Gosh! How do they do it?
At times I try to enact the scenario. I’m up at half past six in the morning, sitting on the potty and I’m thinking. How much today? About 10-15 crores of rupees? Let’s make it quarter of a million. Shouldn’t get too greedy in one go. After all, there’s another new day tomorrow. Then, I’m rushing through breakfast of a single fried egg, sunny side up, a blackened toast and lemon tea, and I hit upon yet another idea. Why not have a word with Raja and Kalmadi and get their expert advice? I mean, they are to scams what Sachin is to cricket. By the time I’m through with my breakfast and before I can start my car, I’ve abandoned the idea of experts and their opinions.
Risky business, that! I mean, I’ll have to make a dozen trips to Tihar jail to discuss R & K’s commissions and what not. Besides, too frequent visits to hobnob with jailbirds is a dangerous thing. I mean, the jail staff may think I’m an inmate and why the hell am I not in jail uniform? Lock the bugger up.

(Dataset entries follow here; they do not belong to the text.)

//! HTTP server and graceful shutdown.
//!
//! # Graceful shutdown
//!
//! On **SIGTERM** or **Ctrl-C** the server:
//! 1. Stops accepting connections immediately.
//! 2. Lets every in-flight connection task run to completion.
//! 3. Returns from [`Server::serve`], so `main` can exit cleanly.
//!
//! Request bodies are read in full before dispatch, up to
//! `max_content_length` bytes. Larger bodies are answered with 413 without
//! reaching the app's resources.

use std::convert::Infallible;
use std::net::SocketAddr;
use std::sync::Arc;

use bytes::Bytes;
use http::HeaderMap;
use http::header::CONTENT_LENGTH;
use http_body_util::{BodyExt, Full, LengthLimitError, Limited};
use hyper::body::{Body, Incoming};
use hyper::service::service_fn;
use hyper_util::rt::{TokioExecutor, TokioIo};
use hyper_util::server::conn::auto::Builder as ConnBuilder;
use tokio::net::TcpListener;
use tracing::{debug, error, info};

use crate::app::App;
use crate::error::{Error, HttpError, Result};
use crate::request::Request;
use crate::settings::Settings;

/// The HTTP server.
#[derive(Clone, Debug)]
pub struct Server {
    addr: SocketAddr,
    max_content_length: usize,
}

impl Server {
    /// Configures the server to bind to `addr` (an `ip:port` pair) when
    /// [`serve`](Server::serve) is called.
    ///
    /// ```rust,no_run
    /// use rivet::Server;
    /// let server = Server::bind("0.0.0.0:3000")?;
    /// # Ok::<(), rivet::Error>(())
    /// ```
    pub fn bind(addr: &str) -> Result<Self> {
        let addr: SocketAddr = addr
            .parse()
            .map_err(|e| Error::Io(std::io::Error::new(std::io::ErrorKind::InvalidInput, e)))?;
        Ok(Self { addr, max_content_length: Settings::default().max_content_length })
    }

    pub fn from_settings(settings: &Settings) -> Result<Self> {
        Ok(Self::bind(&settings.addr())?.max_content_length(settings.max_content_length))
    }

    /// Largest accepted request body, in bytes.
    pub fn max_content_length(mut self, limit: usize) -> Self {
        self.max_content_length = limit;
        self
    }

    pub fn addr(&self) -> SocketAddr { self.addr }

    /// Starts accepting connections and dispatching them through `app`.
    ///
    /// Returns only after a full graceful shutdown (SIGTERM or Ctrl-C,
    /// followed by all in-flight requests completing).
    pub async fn serve(self, app: App) -> Result<()> {
        let listener = TcpListener::bind(self.addr).await?;
        let app = Arc::new(app);
        let limit = self.max_content_length;

        info!(addr = %self.addr, "rivet listening");

        let mut tasks = tokio::task::JoinSet::new();
        let shutdown = shutdown_signal();
        tokio::pin!(shutdown);

        loop {
            tokio::select! {
                // Shutdown is checked first so a signal stops accepting even
                // while connections are queued.
                biased;

                () = &mut shutdown => {
                    info!(in_flight = tasks.len(), "shutdown signal received, draining connections");
                    break;
                }

                res = listener.accept() => {
                    let (stream, remote_addr) = match res {
                        Ok(v) => v,
                        Err(e) => {
                            error!("accept error: {e}");
                            continue;
                        }
                    };

                    let app = Arc::clone(&app);
                    let io = TokioIo::new(stream);

                    tasks.spawn(async move {
                        // Called once per request on the connection.
                        let svc = service_fn(move |req| {
                            let app = Arc::clone(&app);
                            async move { dispatch(app, req, remote_addr, limit).await }
                        });

                        // HTTP/1.1 or HTTP/2, whichever the client speaks.
                        if let Err(e) = ConnBuilder::new(TokioExecutor::new())
                            .serve_connection(io, svc)
                            .await
                        {
                            error!(peer = %remote_addr, "connection error: {e}");
                        }
                    });
                }

                // Reap finished connection tasks.
                Some(_) = tasks.join_next(), if !tasks.is_empty() => {}
            }
        }

        while tasks.join_next().await.is_some() {}

        info!("rivet stopped");
        Ok(())
    }
}

// ── Request dispatch ──────────────────────────────────────────────────────────

/// Reads the body and hands the request to the app. Every failure is
/// answered with a response, so hyper never sees an error.
async fn dispatch(
    app: Arc<App>,
    req: hyper::Request<Incoming>,
    remote_addr: SocketAddr,
    limit: usize,
) -> std::result::Result<http::Response<Full<Bytes>>, Infallible> {
    let (parts, body) = req.into_parts();
    let response = match read_body(&parts.headers, body, limit).await {
        Ok(body) => app.handle(Request::from_parts(parts, body, Some(remote_addr))).await,
        Err(err) => {
            debug!(peer = %remote_addr, error = %err, "request body rejected");
            app.reject(Request::from_parts(parts, Bytes::new(), Some(remote_addr)), err).await
        }
    };
    Ok(response.into_inner())
}

/// Collects a body of at most `limit` bytes. A declared or actual length
/// over the limit is a 413, any other read failure a 400.
async fn read_body<B>(headers: &HeaderMap, body: B, limit: usize) -> Result<Bytes>
where
    B: Body<Data = Bytes>,
    B::Error: Into<Box<dyn std::error::Error + Send + Sync>>,
{
    let declared = headers
        .get(CONTENT_LENGTH)
        .and_then(|v| v.to_str().ok())
        .and_then(|v| v.parse::<usize>().ok());
    if declared.is_some_and(|n| n > limit) {
        return Err(HttpError::payload_too_large().into());
    }

    match Limited::new(body, limit).collect().await {
        Ok(collected) => Ok(collected.to_bytes()),
        Err(e) if e.is::<LengthLimitError>() => Err(HttpError::payload_too_large().into()),
        Err(e) => {
            error!("failed to read request body: {e}");
            Err(Error::bad_request("The request body could not be read."))
        }
    }
}

// ── Shutdown signal ───────────────────────────────────────────────────────────

/// Resolves on the first shutdown signal the process receives: SIGTERM or
/// SIGINT on Unix, Ctrl-C elsewhere. A signal that can't be listened for
/// never fires.
async fn shutdown_signal() {
    let ctrl_c = async {
        if let Err(e) = tokio::signal::ctrl_c().await {
            error!("failed to install Ctrl-C handler: {e}");
            std::future::pending::<()>().await;
        }
    };

    #[cfg(unix)]
    let sigterm = async {
        use tokio::signal::unix::{SignalKind, signal};
        match signal(SignalKind::terminate()) {
            Ok(mut s) => {
                s.recv().await;
            }
            Err(e) => {
                error!("failed to install SIGTERM handler: {e}");
                std::future::pending::<()>().await;
            }
        }
    };

    #[cfg(not(unix))]
    let sigterm = std::future::pending::<()>();

    tokio::select! {
        () = ctrl_c   => {}
        () = sigterm  => {}
    }
}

By the time I weave and worm my way through Bangalore’s horrendous traffic and am seated in my office sipping steaming black coffee, I’ve completely lost track of the key points of Operation Scam.
My thoughts are rudely interrupted by the constant ringing of my cell phone.
“Arre Yaar, what happened? I’m waiting for you.” It’s Raja calling to remind me we were supposed to meet at 10.30 am in Tihar.